● **What you are asked to do**
In the following listing, find the lines containing "self" and report them.

● **Raw data**

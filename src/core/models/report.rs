//! Dataset-level validation report

use serde::{Deserialize, Serialize};

use super::{IssueCount, IssueTag};

/// Summary of validating a whole corpus
#[derive(Debug, Clone, PartialEq, Serialize, Deserialize)]
pub struct DatasetReport {
    /// Samples seen
    pub total_samples: usize,
    /// Samples with no issues
    pub valid_samples: usize,
    /// `total_samples - valid_samples`
    pub invalid_samples: usize,
    /// `valid_samples / total_samples`, or 0 for an empty corpus
    pub validity_rate: f64,
    /// Issue frequencies, most common first
    pub common_issues: Vec<IssueCount>,
}

impl DatasetReport {
    /// Count recorded for an issue, 0 if it never fired
    #[must_use]
    pub fn issue_count(&self, issue: IssueTag) -> usize {
        self.common_issues
            .iter()
            .find(|c| c.issue == issue)
            .map_or(0, |c| c.count)
    }
}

● **Result**
    pub fn issue_count(&self, issue: IssueTag) -> usize {
        self.common_issues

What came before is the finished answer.